= Urooj Arshad =

American activist

Urooj Arshad (born 1975) is an American activist who was a co-founder the Muslim Alliance for Sexual and Gender Diversity, where she is also a member of the steering committee.

== Early life and education ==
Arshad was born in Pakistan in a house built by her grandfather. Her middle-class, secular Sunni Muslim family lived in Karachi, where her father worked for a petrol company and her mother was a teacher at a military school. Her parents' families both originated from Punjab, and immigrated to Pakistan after Partition. She also had two younger brothers.

She attended PECHS Girls School, a private school that taught in English. As a teenager, Arshad began developing crushes on girls in her school, although she did not have the language to identify them as such. She also began to question gender roles and stopped wearing jewelry and only wore white clothing in an attempt to present in a gender-neutral fashion.
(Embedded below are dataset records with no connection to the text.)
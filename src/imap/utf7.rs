//-
// Copyright (c) 2023, Jason Lingle
//
// This file is part of Polliwog.
//
// Polliwog is free software: you can redistribute it and/or modify it under
// the terms of the GNU General Public License as published by the Free
// Software Foundation, either version 3 of the License, or (at your option)
// any later version.
//
// Polliwog is distributed in the hope that it will be useful, but WITHOUT ANY
// WARRANTY; without even the implied warranty of MERCHANTABILITY or FITNESS
// FOR A PARTICULAR PURPOSE. See the GNU General Public License for more
// details.
//
// You should have received a copy of the GNU General Public License along with
// Polliwog. If not, see <http://www.gnu.org/licenses/>.

//! IMAP's "modified UTF-7" (RFC 3501 §5.1.3), the wire encoding for
//! non-ASCII mailbox names.
//!
//! Decoding is extremely permissive: direct characters that should not have
//! been encoded are still accepted in their encoded form, unnecessary shift
//! sequences are permitted, and the shift-out `-` is not required at the end
//! of the string. Since names are stored as UTF-8 internally and re-encoded
//! on the way out, the distinction is moot.
//!
//! Encoding is minimal and normalised: direct characters are never encoded,
//! `&` is always written as `&-`, and every encoded run carries an explicit
//! trailing `-`.

use std::borrow::Cow;
use std::str;

const SHIFT_IN: u8 = b'&';

/// Decode the given string from modified UTF-7.
pub fn decode(s: &str) -> Cow<'_, str> {
    let bytes = s.as_bytes();
    if !bytes.contains(&SHIFT_IN) {
        return Cow::Borrowed(s);
    }

    let mut out = String::with_capacity(s.len());
    let mut rest = bytes;
    while let Some(shift) = rest.iter().position(|&b| SHIFT_IN == b) {
        out.push_str(str::from_utf8(&rest[..shift]).expect("was UTF-8"));
        rest = &rest[shift + 1..];

        let b64_end = rest
            .iter()
            .position(|&b| !is_base64_char(b))
            .unwrap_or(rest.len());

        if 0 == b64_end {
            // "&-" is a literal ampersand; a bare "&" before a non-base64
            // character is passed through.
            out.push('&');
            if rest.first().copied() == Some(b'-') {
                rest = &rest[1..];
            }
            continue;
        }

        let encoded = &rest[..b64_end];
        rest = &rest[b64_end..];
        // Consume the shift-out if present
        if rest.first().copied() == Some(b'-') {
            rest = &rest[1..];
        }

        match base64::decode_config(
            encoded,
            base64::IMAP_MUTF7.decode_allow_trailing_bits(true),
        ) {
            Ok(raw) => {
                let units: Vec<u16> = raw
                    .chunks(2)
                    // A spurious trailing byte is dropped
                    .filter(|c| 2 == c.len())
                    .map(|c| u16::from_be_bytes([c[0], c[1]]))
                    .collect();
                out.push_str(&String::from_utf16_lossy(&units));
            },
            Err(_) => {
                // Pass the whole run through undecoded
                out.push('&');
                out.push_str(str::from_utf8(encoded).expect("was UTF-8"));
            },
        }
    }

    out.push_str(str::from_utf8(rest).expect("was UTF-8"));
    Cow::Owned(out)
}

/// Encode the given string into modified UTF-7.
pub fn encode(s: &str) -> Cow<'_, str> {
    if s.bytes().all(|b| is_direct(b) && SHIFT_IN != b) {
        return Cow::Borrowed(s);
    }

    let mut out = String::with_capacity(s.len() + 8);
    let mut pending = String::new();

    for ch in s.chars() {
        let byte = u32::from(ch);
        if byte < 128 && is_direct(byte as u8) && SHIFT_IN != byte as u8 {
            flush_encoded(&mut out, &mut pending);
            out.push(ch);
        } else if '&' == ch {
            flush_encoded(&mut out, &mut pending);
            out.push_str("&-");
        } else {
            pending.push(ch);
        }
    }

    flush_encoded(&mut out, &mut pending);
    Cow::Owned(out)
}

fn flush_encoded(dst: &mut String, pending: &mut String) {
    if pending.is_empty() {
        return;
    }

    let mut buf = Vec::<u8>::with_capacity(pending.len() * 2);
    for unit in pending.encode_utf16() {
        buf.extend_from_slice(&unit.to_be_bytes());
    }

    dst.push('&');
    dst.push_str(&base64::encode_config(&buf, base64::IMAP_MUTF7));
    dst.push('-');
    pending.clear();
}

fn is_direct(byte: u8) -> bool {
    (b' '..0x7F).contains(&byte)
}

fn is_base64_char(ch: u8) -> bool {
    ch.is_ascii_alphanumeric() || b'+' == ch || b',' == ch
}

#[cfg(test)]
mod test {
    use proptest::prelude::*;

    use super::*;

    #[test]
    fn encode_examples() {
        assert_eq!("INBOX", encode("INBOX"));
        assert_eq!("Lost &- Found", encode("Lost & Found"));
        // Examples from RFC 3501
        assert_eq!(
            "~peter/mail/&U,BTFw-/&ZeVnLIqe-",
            encode("~peter/mail/台北/日本語")
        );
        assert_eq!("&Jjo-!", encode("☺!"));
        assert_eq!("&U,BTF2XlZyyKng-", encode("台北日本語"));
    }

    #[test]
    fn decode_examples() {
        assert_eq!("INBOX", decode("INBOX"));
        assert_eq!("Lost & Found", decode("Lost &- Found"));
        assert_eq!(
            "~peter/mail/台北/日本語",
            decode("~peter/mail/&U,BTFw-/&ZeVnLIqe-")
        );
        assert_eq!("☺!", decode("&Jjo-!"));
        assert_eq!("台北日本語", decode("&U,BTF2XlZyyKng-"));
    }

    #[test]
    fn decode_pathological() {
        assert_eq!("hello&", decode("hello&"));
        assert_eq!("hello&.", decode("hello&."));
        assert_eq!("hello~", decode("hello&AH4"));
        assert_eq!("&&", decode("&-&-"));
    }

    proptest! {
        #[test]
        fn encoding_is_reversible(s in ".*") {
            prop_assert_eq!(&s, &decode(&encode(&s)));
        }

        #[test]
        fn decoding_never_fails(s in "[ -~]*") {
            decode(&s);
        }
    }
}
She immigrated to the United States with her family in August 1992, when she was 16 years old, due to increasing violence in the country. They initially lived in the Chicago suburbs with her uncle and his family, who had sponsored the family's immigration. Arshad completed her final year of high school in the United States, where she experienced racism from her teachers and peers.

Arshad attended the University of Illinois Urbana-Champaign, where she initially studied a pre-med track. She later switched her major to sociology, with a minor in women's studies. She graduated in 1998.

She came out to her brother at age 19, who then outed her to her mother. Her father died shortly afterward when she was 20.

== Activism ==
Arshad became involved in LGBTQ organizing in 1999.

In 2011, she organized the LGBTQ Muslim Retreat. In 2012, she was a fellow at the American Muslim Civic Leadership Institute.

In 2017, Arshad was working at Advocates for Youth as their associate director for International Youth Health and Rights. That same year, she launched the Muslim Youth Leadership Council, a support group for LGBTQ Muslim youth and their supporters.

She is the senior program manager for LGBT issues at Freedom House as of 2021.

== Personal life ==
She identifies as queer and a cultural Muslim.